First of all, I hate analogies in general but that's a pet peeve, they are useful. But going with your shaken up circuit as an analogy to brain organoids and assuming it is true, I think it is more useful than you give it credit. If you have a good theory of what all those components are individually you would still be able to predict something like voltage between two arbitrary points. If you model resistors as some weird non ohmic entity you'll probably get the wrong answer because you missed the fact that they behave ohmic in many situations. If you never explicitly write down Ohm's law but you empirically measure current at a whole bunch of different voltages (analogous to patch clamps but far far from a perfect analogy) you can probably get the right answer. So yeah an organoid would not be perfect but I would be surprised if being able to fully emulate one would be useless. Personally I think it would be quite useful but I am actively tempering my expectations.
But my meta point of
stands even if organoids in particular are useless. The theory developed with this kind of research loop might be useless for your very abstract representation of the brain's algorithm but I think it would be just fine, in principle, for the traditional, bottom up approach.

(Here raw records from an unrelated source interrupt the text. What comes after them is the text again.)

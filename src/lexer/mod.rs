mod cursor;
mod error;
pub mod formatter;
mod token;

use crate::diagnostic::Reporter;
use cursor::Cursor;
pub use error::{LexicalError, LexicalErrorKind};
pub use token::{Literal, Span, SpanIndex, Token, TokenKind, KEYWORD_HASHMAP};

/// Everything a full run of the lexer produced.
#[derive(Debug, Clone, Default)]
pub struct ScanOutput {
    /// Always terminated by exactly one `Eof` token.
    pub tokens: Vec<Token>,
    pub errors: Vec<LexicalError>,
}

/// Scans `source` to completion, reporting every lexical error through `reporter`.
///
/// Never fails: a bad lexeme is reported and skipped, and scanning resumes at the next one.
pub fn scan<R: Reporter + ?Sized>(source: &str, reporter: &mut R) -> Vec<Token> {
    let output = Lexer::new(source).scan_all();
    for error in output.errors.iter() {
        reporter.report_lexical(error.line, &error.kind.to_string());
    }
    output.tokens
}

#[derive(Debug, Clone)]
pub struct Lexer<'src> {
    source: &'src str,
    cursor: Cursor<'src>,
}

impl<'src> Lexer<'src> {
    pub fn new(source: &'src str) -> Self {
        Self {
            source,
            cursor: Cursor::new(source),
        }
    }

    pub fn get_source(&self) -> &'src str {
        self.source
    }

    pub fn get_lexeme(&self, span: &Span) -> Option<&'src str> {
        self.source.get(span.range())
    }

    pub fn scan_all(mut self) -> ScanOutput {
        let mut output = ScanOutput::default();
        loop {
            match self.next_token() {
                Ok(token) => {
                    let is_eof = matches!(token.kind, TokenKind::Eof);
                    output.tokens.push(token);
                    if is_eof {
                        break;
                    }
                }
                Err(error) => output.errors.push(error),
            }
        }
        log::debug!(
            "Scanned {} tokens with {} lexical errors",
            output.tokens.len(),
            output.errors.len()
        );
        output
    }

    /// Produces the next token or the next lexical error.
    ///
    /// Once the source is exhausted every call returns an `Eof` token.
    pub fn next_token(&mut self) -> Result<Token, LexicalError> {
        loop {
            self.cursor.mark_start();
            let Some(c) = self.cursor.advance() else {
                return Ok(Token::eof(self.cursor.line(), self.cursor.offset()));
            };
            if let Some(token_or_error) = self.scan_lexeme(c) {
                return token_or_error;
            }
        }
    }
}

impl<'src> Lexer<'src> {
    /// Scans the lexeme starting with `c`. Returns `None` for discarded input such as whitespace
    /// and comments.
    fn scan_lexeme(&mut self, c: char) -> Option<Result<Token, LexicalError>> {
        let kind = match c {
            // Single character tokens
            '(' => TokenKind::LeftParenthesis,
            ')' => TokenKind::RightParenthesis,
            '{' => TokenKind::LeftBrace,
            '}' => TokenKind::RightBrace,
            ',' => TokenKind::Comma,
            '.' => TokenKind::Dot,
            '-' => TokenKind::Minus,
            '+' => TokenKind::Plus,
            ';' => TokenKind::Semicolon,
            '*' => TokenKind::Star,
            '?' => TokenKind::Question,
            ':' => TokenKind::Colon,
            // One or two character tokens
            '!' => self.either('=', TokenKind::BangEqual, TokenKind::Bang),
            '=' => self.either('=', TokenKind::EqualEqual, TokenKind::Equal),
            '<' => self.either('=', TokenKind::LessThanEqual, TokenKind::LessThan),
            '>' => self.either('=', TokenKind::GreaterThanEqual, TokenKind::GreaterThan),
            '/' => {
                if self.cursor.eat_if('/') {
                    self.cursor.eat_while(|c| c != '\n');
                    return None;
                } else if self.cursor.eat_if('*') {
                    return self.skip_block_comment().err().map(Err);
                }
                TokenKind::Slash
            }
            // Whitespace and newlines. The cursor counts lines itself.
            ' ' | '\t' | '\r' | '\n' => return None,
            '"' => return Some(self.scan_string()),
            '0'..='9' => return Some(Ok(self.scan_number())),
            'a'..='z' | 'A'..='Z' | '_' => return Some(Ok(self.scan_ident_or_keyword())),
            _ => return Some(Err(self.error(LexicalErrorKind::Unrecognized(c)))),
        };
        Some(Ok(self.emit(kind, None)))
    }

    fn either(&mut self, next: char, matched: TokenKind, otherwise: TokenKind) -> TokenKind {
        if self.cursor.eat_if(next) {
            matched
        } else {
            otherwise
        }
    }

    fn emit(&self, kind: TokenKind, literal: Option<Literal>) -> Token {
        Token {
            kind,
            lexeme: self.cursor.lexeme().into(),
            literal,
            line: self.cursor.line(),
            span: self.cursor.span(),
        }
    }

    fn error(&self, kind: LexicalErrorKind) -> LexicalError {
        LexicalError {
            kind,
            line: self.cursor.line(),
            span: self.cursor.span(),
        }
    }

    // Block comments do not nest: the first `*/` closes the comment.
    fn skip_block_comment(&mut self) -> Result<(), LexicalError> {
        loop {
            match (self.cursor.peek(), self.cursor.peek_next()) {
                (Some('*'), Some('/')) => {
                    self.cursor.advance();
                    self.cursor.advance();
                    return Ok(());
                }
                (Some(_), _) => {
                    self.cursor.advance();
                }
                (None, _) => return Err(self.error(LexicalErrorKind::UnterminatedComment)),
            }
        }
    }

    fn scan_string(&mut self) -> Result<Token, LexicalError> {
        self.cursor.eat_while(|c| c != '"');
        if !self.cursor.eat_if('"') {
            return Err(self.error(LexicalErrorKind::UnterminatedString));
        }
        let lexeme = self.cursor.lexeme();
        let value = &lexeme[1..lexeme.len() - 1];
        Ok(self.emit(TokenKind::StringLiteral, Some(Literal::String(value.into()))))
    }

    fn scan_number(&mut self) -> Token {
        self.cursor.eat_while(|c| c.is_ascii_digit());

        // The dot only belongs to the number when a digit follows it.
        if self.cursor.peek() == Some('.')
            && self.cursor.peek_next().is_some_and(|c| c.is_ascii_digit())
        {
            self.cursor.advance();
            self.cursor.eat_while(|c| c.is_ascii_digit());
        }

        let value: f64 = self
            .cursor
            .lexeme()
            .parse()
            .expect("Numeric literals are guaranteed to be parseable into f64.");
        self.emit(TokenKind::NumericLiteral, Some(Literal::Number(value)))
    }

    fn scan_ident_or_keyword(&mut self) -> Token {
        self.cursor
            .eat_while(|c| c.is_ascii_alphanumeric() || c == '_');
        let kind = KEYWORD_HASHMAP
            .get(self.cursor.lexeme())
            .copied()
            .unwrap_or(TokenKind::Ident);
        self.emit(kind, None)
    }
}
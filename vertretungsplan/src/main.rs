use chrono::Local;
use tracing::{debug, error, info, warn};
use tracing_subscriber::{layer::SubscriberExt, util::SubscriberInitExt};

use vertretungsplan::board::{ClassBoard, today};
use vertretungsplan::config::Config;
use vertretungsplan::dsb::{DsbClient, DsbError};

#[tokio::main]
async fn main() {
    tracing_subscriber::registry()
        .with(tracing_subscriber::fmt::layer().with_writer(std::io::stderr))
        .with(
            tracing_subscriber::EnvFilter::try_from_default_env()
                .unwrap_or_else(|_| "info".into()),
        )
        .init();

    let config = match Config::from_env() {
        Ok(config) => config,
        Err(e) => {
            error!("invalid configuration: {e}");
            std::process::exit(2);
        }
    };

    let client = match DsbClient::new(config.dsb.clone()) {
        Ok(client) => client,
        Err(e) => {
            error!("failed to create DSB client: {e}");
            std::process::exit(2);
        }
    };

    // Fail fast if the account or backend is unusable
    let mut board = match refresh(&client).await {
        Ok(board) => board,
        Err(e) => {
            error!("initial fetch failed: {e}");
            std::process::exit(1);
        }
    };
    publish(&board, &config);

    let mut interval = tokio::time::interval(config.polling.interval);
    interval.tick().await; // First tick is immediate, skip it
    loop {
        interval.tick().await;

        if !config.polling.should_refresh(Local::now().time(), true) {
            debug!("outside polling window, skipping refresh");
            continue;
        }

        match refresh(&client).await {
            Ok(fresh) => {
                board = fresh;
                publish(&board, &config);
            }
            Err(e) => warn!("refresh failed, keeping previous plan: {e}"),
        }
    }
}

async fn refresh(client: &DsbClient) -> Result<ClassBoard, DsbError> {
    let entries = client.fetch_entries().await?;
    let board = ClassBoard::build(entries, today());
    info!(
        classes = board.by_class.len(),
        entries = board.total_entries(),
        last_updated = board.last_updated.as_deref().unwrap_or("-"),
        "plan refreshed"
    );
    Ok(board)
}

fn publish(board: &ClassBoard, config: &Config) {
    let json = match &config.tutor_group {
        Some(group) => {
            let view = board.view(group);
            info!(group = %group, status = %view.status, "tutor group status");
            serde_json::to_string_pretty(&view)
        }
        None => serde_json::to_string_pretty(board),
    };

    match json {
        Ok(json) => println!("{json}"),
        Err(e) => error!("failed to serialise plan: {e}"),
    }
}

As for the philosophical objections, it is more that whatever wakes up won't be me if we do it your way. It might act like me and know everything I know but it seems like I would be dead and something else would exist. Gallons of ink have been spilled over this so suffice it to say, I think the only thing with any hope of preserving my consciousness (or at least a conscious mind that still holds the belief that it was at one point the person writing this) is gradual replacement of my neurons while my current neurons are still firing. I know that is far and away the least likely path of WBE because it requires solving everything else + nanotechnology but hey I dream big.
To be clear, I think your proposed WBE plan has a lot of merit, but it would still result in me experiencing death and then nothing else so I'm not especially interested. Yes, that probably makes me quite selfish.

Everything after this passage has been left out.